• _Task item_:
Would you print every entry exactly as it appears?

• _Source information_:
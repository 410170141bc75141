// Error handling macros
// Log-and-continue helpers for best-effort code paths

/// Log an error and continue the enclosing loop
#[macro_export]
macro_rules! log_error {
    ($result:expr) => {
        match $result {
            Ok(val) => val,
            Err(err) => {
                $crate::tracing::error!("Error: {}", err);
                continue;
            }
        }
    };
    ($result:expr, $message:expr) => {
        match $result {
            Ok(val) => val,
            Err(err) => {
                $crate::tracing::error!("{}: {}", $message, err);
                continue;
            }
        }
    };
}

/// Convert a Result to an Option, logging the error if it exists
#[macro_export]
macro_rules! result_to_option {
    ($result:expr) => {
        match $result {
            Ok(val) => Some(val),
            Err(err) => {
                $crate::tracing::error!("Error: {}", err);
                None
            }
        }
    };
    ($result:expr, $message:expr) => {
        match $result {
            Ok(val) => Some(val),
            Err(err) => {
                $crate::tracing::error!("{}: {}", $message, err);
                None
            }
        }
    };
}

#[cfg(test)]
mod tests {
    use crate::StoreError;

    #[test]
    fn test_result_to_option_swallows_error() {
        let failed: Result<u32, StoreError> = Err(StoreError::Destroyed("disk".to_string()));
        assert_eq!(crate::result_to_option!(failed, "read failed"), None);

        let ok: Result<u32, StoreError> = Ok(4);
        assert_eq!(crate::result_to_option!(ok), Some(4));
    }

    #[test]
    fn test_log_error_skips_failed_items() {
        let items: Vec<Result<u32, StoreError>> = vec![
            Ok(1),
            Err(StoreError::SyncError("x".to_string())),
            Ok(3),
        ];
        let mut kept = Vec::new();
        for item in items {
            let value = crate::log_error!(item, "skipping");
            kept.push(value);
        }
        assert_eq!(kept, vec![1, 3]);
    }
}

• _Exercise output_:
repository 410170141bc75141
// Error handling macros
// Log-and-continue helpers for best-effort code paths

/// Log an error and continue the enclosing loop
#[macro_export]
macro_rules! log_error {
    ($result:expr) => {
        match $result {
            Ok(val) => val,
            Err(err) => {
                $crate::tracing::error!("Error: {}", err);
                continue;
            }
        }
    };
    ($result:expr, $message:expr) => {
        match $result {
            Ok(val) => val,
            Err(err) => {
                $crate::tracing::error!("{}: {}", $message, err);
                continue;
            }
        }
    };
}

/// Convert a Result to an Option, logging the error if it exists
#[macro_export]
macro_rules! result_to_option {
    ($result:expr) => {
        match $result {
            Ok(val) => Some(val),
            Err(err) => {
                $crate::tracing::error!("Error: {}", err);
                None
            }
        }
    };
    ($result:expr, $message:expr) => {
        match $result {
            Ok(val) => Some(val),
            Err(err) => {
                $crate::tracing::error!("{}: {}", $message, err);
                None
            }
        }
    };
}

#[cfg(test)]
mod tests {
    use crate::StoreError;

    #[test]
    fn test_result_to_option_swallows_error() {
        let failed: Result<u32, StoreError> = Err(StoreError::Destroyed("disk".to_string()));
        assert_eq!(crate::result_to_option!(failed, "read failed"), None);

        let ok: Result<u32, StoreError> = Ok(4);
        assert_eq!(crate::result_to_option!(ok), Some(4));
    }

    #[test]
    fn test_log_error_skips_failed_items() {
        let items: Vec<Result<u32, StoreError>> = vec![
            Ok(1),
            Err(StoreError::SyncError("x".to_string())),
            Ok(3),
        ];
        let mut kept = Vec::new();
        for item in items {
            let value = crate::log_error!(item, "skipping");
            kept.push(value);
        }
        assert_eq!(kept, vec![1, 3]);
    }
}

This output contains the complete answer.